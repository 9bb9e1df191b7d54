//! Monte Carlo European pricing engine.
//!
//! [`PricingEngine`] is the control loop between callers and the kernel
//! pool. It claims a device by creating a [`ResourceSession`], then turns
//! every pricing call into dispatch rounds over the session's slots.
//!
//! # Dispatch
//!
//! A batch of `n` assets on `k` slots runs in `ceil(n / k)` rounds. Asset
//! `i` runs in round `i / k` on slot `i % k`:
//!
//! ```text
//! n = 5, k = 4
//!
//! round 0:  slot0=a0  slot1=a1  slot2=a2  slot3=a3   -> synchronize -> read 4
//! round 1:  slot0=a4  (slots 1..3 idle)              -> synchronize -> read 1
//! ```
//!
//! Within a round each populated slot has its arguments staged, its seed
//! written, and its kernel launched; the round then waits on a single
//! barrier before any output is read. Idle slots are not touched.
//!
//! # Failure isolation
//!
//! A failed seed write, launch or readback marks only that asset as failed
//! and the rest of the batch carries on. A failed barrier means the device is
//! unusable and aborts the call with [`AccelError::SynchronizeFailed`].
//!
//! # Examples
//!
//! ```rust
//! use pricer_accel::config::SessionConfig;
//! use pricer_accel::device::Device;
//! use pricer_accel::emulation::HostEmulator;
//! use pricer_accel::engine::PricingEngine;
//! use pricer_accel::types::OptionSpec;
//!
//! let config = SessionConfig::builder().num_kernels(2).build().unwrap();
//! let mut engine = PricingEngine::new(config).with_seed(42);
//! engine
//!     .create_session(HostEmulator::new(), &Device::new("xilinx_u250_xdma_201830_2"))
//!     .unwrap();
//!
//! let spec = OptionSpec::call(100.0, 100.0, 0.05, 0.0, 0.2, 1.0);
//! let price = engine.run_samples(spec, 20_000).unwrap();
//! assert!(price > 9.0 && price < 12.0);
//!
//! engine.release_session();
//! ```

use std::time::Duration;

use tracing::{debug, info, warn};

use crate::binding::{AcceleratorBinding, KernelArgs};
use crate::config::SessionConfig;
use crate::device::{Device, ImageResolver, TableResolver};
use crate::error::{AccelError, ComputeError, ResourceError, ValidationError};
use crate::seed::SeedProvider;
use crate::session::ResourceSession;
use crate::timer::RunTimer;
use crate::types::{AssetColumns, ConvergenceCriterion, OptionSpec, RunResult};

/// Pricing entry points over an accelerator kernel pool.
///
/// One engine drives at most one session at a time, and a run owns the
/// session until it returns. Callers sharing an engine across threads must
/// serialise access themselves.
pub struct PricingEngine<B: AcceleratorBinding> {
    config: SessionConfig,
    resolver: Box<dyn ImageResolver>,
    session: Option<ResourceSession<B>>,
    timer: RunTimer,
    seed: Option<u64>,
}

impl<B: AcceleratorBinding> PricingEngine<B> {
    /// Creates an engine that resolves program images with the default
    /// [`TableResolver`].
    pub fn new(config: SessionConfig) -> Self {
        Self::with_resolver(config, TableResolver::default())
    }

    /// Creates an engine with a custom image resolver.
    pub fn with_resolver(config: SessionConfig, resolver: impl ImageResolver + 'static) -> Self {
        Self {
            config,
            resolver: Box::new(resolver),
            session: None,
            timer: RunTimer::new(),
            seed: None,
        }
    }

    /// Makes kernel seeds reproducible for sessions created afterwards.
    pub fn with_seed(mut self, seed: u64) -> Self {
        self.seed = Some(seed);
        self
    }

    /// Session shape used for new sessions and for batch validation.
    #[inline]
    pub fn config(&self) -> &SessionConfig {
        &self.config
    }

    /// The live session, if any.
    #[inline]
    pub fn session(&self) -> Option<&ResourceSession<B>> {
        self.session.as_ref()
    }

    /// Returns `true` while a session is live.
    #[inline]
    pub fn has_session(&self) -> bool {
        self.session.is_some()
    }

    /// Claims `device` through `binding` and allocates the kernel pool.
    ///
    /// # Errors
    ///
    /// - [`ResourceError::SessionActive`] if a session already exists;
    ///   the existing session is left untouched.
    /// - Any creation error from [`ResourceSession::create`]; the engine
    ///   stays without a session and the call can be retried.
    pub fn create_session(&mut self, binding: B, device: &Device) -> Result<(), ResourceError> {
        if let Some(existing) = &self.session {
            return Err(ResourceError::SessionActive(
                existing.device().name().to_string(),
            ));
        }

        let seeds = match self.seed {
            Some(seed) => SeedProvider::from_seed(seed),
            None => SeedProvider::from_entropy(),
        };
        let session = ResourceSession::create(
            binding,
            device,
            self.resolver.as_ref(),
            self.config.clone(),
            seeds,
        )?;
        self.session = Some(session);
        Ok(())
    }

    /// Releases the live session. A no-op when there is none.
    pub fn release_session(&mut self) {
        if let Some(mut session) = self.session.take() {
            session.release();
        }
    }

    /// Prices one option, sampling until the standard error reaches
    /// `required_tolerance`.
    pub fn run_tolerance(
        &mut self,
        spec: OptionSpec,
        required_tolerance: f64,
    ) -> Result<f64, AccelError> {
        self.run_single(spec, ConvergenceCriterion::Tolerance(required_tolerance))
    }

    /// Prices one option with exactly `required_samples` paths.
    pub fn run_samples(&mut self, spec: OptionSpec, required_samples: u32) -> Result<f64, AccelError> {
        self.run_single(spec, ConvergenceCriterion::FixedSamples(required_samples))
    }

    /// Prices `num_assets` options given as columns, each to its own
    /// tolerance.
    pub fn run_batch_tolerance(
        &mut self,
        columns: &AssetColumns<'_>,
        required_tolerance: &[f64],
        num_assets: usize,
    ) -> Result<Vec<RunResult>, AccelError> {
        let specs = columns.to_specs(num_assets)?;
        check_len("required_tolerance", required_tolerance.len(), num_assets)?;
        let criteria: Vec<_> = required_tolerance
            .iter()
            .map(|&tol| ConvergenceCriterion::Tolerance(tol))
            .collect();
        self.run_batch(&specs, &criteria)
    }

    /// Prices `num_assets` options given as columns, each with its own
    /// sample count.
    pub fn run_batch_samples(
        &mut self,
        columns: &AssetColumns<'_>,
        required_samples: &[u32],
        num_assets: usize,
    ) -> Result<Vec<RunResult>, AccelError> {
        let specs = columns.to_specs(num_assets)?;
        check_len("required_samples", required_samples.len(), num_assets)?;
        let criteria: Vec<_> = required_samples
            .iter()
            .map(|&n| ConvergenceCriterion::FixedSamples(n))
            .collect();
        self.run_batch(&specs, &criteria)
    }

    /// Prices a batch of options, one criterion per option.
    ///
    /// Returns one [`RunResult`] per input, in input order. Per-asset
    /// failures are reported inside the results.
    ///
    /// # Errors
    ///
    /// - [`AccelError::Validation`] for mismatched lengths, an oversized
    ///   batch or an invalid criterion; no device call has been made.
    /// - [`AccelError::NoSession`] if no session is live.
    /// - [`AccelError::SynchronizeFailed`] if a round barrier fails.
    pub fn run_batch(
        &mut self,
        specs: &[OptionSpec],
        criteria: &[ConvergenceCriterion],
    ) -> Result<Vec<RunResult>, AccelError> {
        let num_assets = specs.len();
        check_len("criteria", criteria.len(), num_assets)?;
        if num_assets > self.config.max_batch_width {
            return Err(ValidationError::BatchSizeExceeded {
                requested: num_assets,
                max: self.config.max_batch_width,
            }
            .into());
        }
        for (asset, criterion) in criteria.iter().enumerate() {
            criterion.validate(asset)?;
        }

        self.timer.start();
        if num_assets == 0 {
            self.timer.stop();
            return Ok(Vec::new());
        }

        let session = match self.session.as_mut() {
            Some(session) => session,
            None => {
                self.timer.stop();
                return Err(AccelError::NoSession);
            }
        };
        let outcome = dispatch(session, specs, criteria);
        self.timer.stop();

        if let Ok(results) = &outcome {
            let failed = results.iter().filter(|r| !r.is_ok()).count();
            info!(
                assets = num_assets,
                failed,
                elapsed_us = self.timer.elapsed_micros() as u64,
                "batch priced"
            );
        }
        outcome
    }

    /// Duration of the most recent run; zero before the first run.
    #[inline]
    pub fn last_run_time(&self) -> Duration {
        self.timer.elapsed()
    }

    /// Duration of the most recent run in microseconds.
    #[inline]
    pub fn last_run_micros(&self) -> u128 {
        self.timer.elapsed_micros()
    }

    fn run_single(
        &mut self,
        spec: OptionSpec,
        criterion: ConvergenceCriterion,
    ) -> Result<f64, AccelError> {
        let results = self.run_batch(&[spec], &[criterion])?;
        Ok(results[0].into_result()?)
    }
}

impl<B: AcceleratorBinding> Drop for PricingEngine<B> {
    fn drop(&mut self) {
        self.release_session();
    }
}

fn check_len(field: &'static str, actual: usize, expected: usize) -> Result<(), ValidationError> {
    if actual != expected {
        return Err(ValidationError::ArrayLengthMismatch {
            field,
            expected,
            actual,
        });
    }
    Ok(())
}

fn dispatch<B: AcceleratorBinding>(
    session: &mut ResourceSession<B>,
    specs: &[OptionSpec],
    criteria: &[ConvergenceCriterion],
) -> Result<Vec<RunResult>, AccelError> {
    let num_assets = specs.len();
    let num_kernels = session.slot_count();
    let rounds = num_assets.div_ceil(num_kernels);
    let time_steps = session.config().time_steps;
    let seed_buffer = session.seed_buffer;

    let mut results = vec![RunResult::priced(f64::NAN); num_assets];

    for round in 0..rounds {
        let base = round * num_kernels;
        let populated = num_kernels.min(num_assets - base);
        debug!(round, populated, "dispatching round");

        for slot in session.slots.iter_mut() {
            slot.staged = None;
        }

        let mut launched = 0usize;
        for slot_index in 0..populated {
            let asset = base + slot_index;
            let seed_offset = session.seed_offset(slot_index, round);
            let seed = session.seeds.next_seed(asset, slot_index);
            session.host_seeds[seed_offset] = seed;

            let slot = &mut session.slots[slot_index];
            let args = KernelArgs {
                option: specs[asset],
                criterion: criteria[asset],
                time_steps,
                seed_buffer,
                seed_offset,
                output_buffer: slot.output(),
                output_offset: round,
            };

            if let Err(status) = session.binding.write(
                seed_buffer,
                seed_offset,
                &session.host_seeds[seed_offset..=seed_offset],
            ) {
                warn!(asset, slot = slot_index, %status, "seed transfer failed");
                results[asset] = RunResult::failed(ComputeError::TransferFailed { asset, status });
                continue;
            }

            if let Err(status) = session.binding.launch(slot.kernel(), &args) {
                warn!(asset, slot = slot_index, %status, "kernel launch failed");
                results[asset] = RunResult::failed(ComputeError::KernelFailed { asset, status });
                continue;
            }

            slot.staged = Some(args);
            launched += 1;
        }

        if launched == 0 {
            continue;
        }
        session
            .binding
            .synchronize()
            .map_err(|status| AccelError::SynchronizeFailed { round, status })?;

        for slot in session.slots.iter_mut() {
            if slot.staged.take().is_none() {
                continue;
            }
            let asset = base + slot.index();
            match session
                .binding
                .read(slot.output(), round, &mut slot.host_output[round..=round])
            {
                Ok(()) => results[asset] = RunResult::priced(slot.host_output[round]),
                Err(status) => {
                    warn!(asset, slot = slot.index(), %status, "output readback failed");
                    results[asset] =
                        RunResult::failed(ComputeError::TransferFailed { asset, status });
                }
            }
        }
    }

    Ok(results)
}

§ EXERCISE BRIEF
Look through the data above. Each line containing the word "priced" needs to be copied.

§ ANSWER TO THIS PROBLEM
                "batch priced"
    let mut results = vec![RunResult::priced(f64::NAN); num_assets];
                Ok(()) => results[asset] = RunResult::priced(slot.host_output[round]),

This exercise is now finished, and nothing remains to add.